So I have covered my shorts and am long ten thousand shares, and I think that your information was good as far as it went.”

“And how far does it go?” asked the tipster.

“You have five hundred shares in this office at the average price of the ten thousand shares,” said the deacon. “Good day, my friend. Be calm the next time.”

“Say, deacon,” said the tipster, “won’t you please sell mine when you sell yours? I don’t know as much as I thought I did.”

That’s the theory. _That is why I never buy stocks cheap._ Of course I always try to buy effectively--in such a way as to help my side of the market. When it comes to selling stocks, it is plain that nobody can sell unless somebody wants those stocks.

If you operate on a large scale you will have to bear that in mind all the time. A man studies conditions, plans his operations carefully and proceeds to act. He swings a pretty fair line and he accumulates a big profit--on paper. Well, that man can’t sell at will. You can’t expect the market to absorb fifty thousand shares of one stock as easily as it does one hundred. He will have to wait until he has a market there to take it. There comes the time when he thinks the requisite buying power is there. When that opportunity comes he must seize it. As a rule he will have been waiting for it. _He has to sell when he can, not when he wants to._ To learn the time, he has to watch and test. It is no trick to tell when the market can take what you give it. But in starting a movement it is unwise to take on your full line unless you are convinced that conditions are exactly right. _Remember that stocks are never too high for you to begin buying or too low to begin selling. But after the initial transaction, don’t make a second unless the first shows you a profit. Wait and watch._ That is where your tape reading comes in--to enable you to decide as to the proper time for beginning. _Much depends upon beginning at exactly the right time._ It took me years to realize the importance of this. It also cost me some hundreds of thousands of dollars.

I don’t mean to be understood as advising persistent pyramiding. _A man can pyramid and make big money that he couldn’t make if he didn’t pyramid; of course._ But what I meant to say was this: Suppose a man’s line is five hundred shares of stock. I say that he ought not to buy it all at once; not if he is speculating. If he is merely gambling the only advice I have to give him is, don’t!

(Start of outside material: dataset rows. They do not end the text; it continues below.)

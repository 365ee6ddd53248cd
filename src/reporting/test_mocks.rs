// テスト用のレポーターモック実装
// 受け取ったイベントを順番どおりに記録する

use super::traits::CommandReporter;
use crate::model::{CommandError, ExpressionWarning};

/// 記録されたイベント
#[derive(Debug, Clone, PartialEq, Eq)]
pub enum ReportedEvent {
    Search {
        column: Option<String>,
        values: Vec<String>,
    },
    Update {
        old_column: Option<String>,
        old_values: Vec<String>,
        new_values: Vec<String>,
    },
    Copy {
        source_key: String,
        target_key: String,
    },
    Warning(ExpressionWarning),
    Error(String),
    Help,
    Clear,
}

pub struct RecordingReporter {
    pub events: std::sync::Arc<std::sync::Mutex<Vec<ReportedEvent>>>,
}

impl RecordingReporter {
    pub fn new() -> Self {
        Self {
            events: std::sync::Arc::new(std::sync::Mutex::new(Vec::new())),
        }
    }

    pub fn events(&self) -> Vec<ReportedEvent> {
        self.events.lock().unwrap().clone()
    }

    pub fn errors(&self) -> Vec<String> {
        self.events()
            .into_iter()
            .filter_map(|event| match event {
                ReportedEvent::Error(message) => Some(message),
                _ => None,
            })
            .collect()
    }

    pub fn warnings(&self) -> Vec<ExpressionWarning> {
        self.events()
            .into_iter()
            .filter_map(|event| match event {
                ReportedEvent::Warning(warning) => Some(warning),
                _ => None,
            })
            .collect()
    }

    fn push(&self, event: ReportedEvent) {
        self.events.lock().unwrap().push(event);
    }
}

impl CommandReporter for RecordingReporter {
    fn report_search(&self, column: Option<&str>, values: &[String]) {
        self.push(ReportedEvent::Search {
            column: column.map(str::to_string),
            values: values.to_vec(),
        });
    }

    fn report_update(&self, old_column: Option<&str>, old_values: &[String], new_values: &[String]) {
        self.push(ReportedEvent::Update {
            old_column: old_column.map(str::to_string),
            old_values: old_values.to_vec(),
            new_values: new_values.to_vec(),
        });
    }

    fn report_copy(&self, source_key: &str, target_key: &str) {
        self.push(ReportedEvent::Copy {
            source_key: source_key.to_string(),
            target_key: target_key.to_string(),
        });
    }

    fn report_warning(&self, warning: &ExpressionWarning) {
        self.push(ReportedEvent::Warning(warning.clone()));
    }

    fn report_error(&self, error: &CommandError) {
        self.push(ReportedEvent::Error(error.to_string()));
    }

    fn show_help(&self) {
        self.push(ReportedEvent::Help);
    }

    fn clear_screen(&self) {
        self.push(ReportedEvent::Clear);
    }
}

#[cfg(test)]
mod tests {
    use super::*;

    #[test]
    fn test_recording_reporter_keeps_order() {
        let reporter = RecordingReporter::new();

        reporter.report_warning(&ExpressionWarning::invalid_range("a-b"));
        reporter.report_search(Some("ID"), &["1".to_string()]);
        reporter.report_error(&CommandError::unrecognized("drop"));
        reporter.show_help();

        let events = reporter.events();
        assert_eq!(events.len(), 4);
        assert_eq!(
            events[1],
            ReportedEvent::Search {
                column: Some("ID".to_string()),
                values: vec!["1".to_string()],
            }
        );
        assert_eq!(events[3], ReportedEvent::Help);
        assert_eq!(reporter.warnings().len(), 1);
        assert!(reporter.errors()[0].contains("drop"));
    }
}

Suppose he buys his first hundred, and that promptly shows him a loss. Why should he go to work and get more stock? He ought to see at once that he is in wrong; at least temporarily.

_VIII_

The Union Pacific incident in Saratoga in the summer of 1906 made me more independent than ever of tips and talk--that is, of the opinions and surmises and suspicions of other people, however friendly or however able they might be personally. Events, not vanity, proved for me that I could read the tape more accurately than most of the people about me. I also was better equipped than the average customer of Harding Brothers in that I was utterly free from speculative prejudices. The bear side doesn’t appeal to me any more than the bull side, or vice versa. My one steadfast prejudice is against being wrong.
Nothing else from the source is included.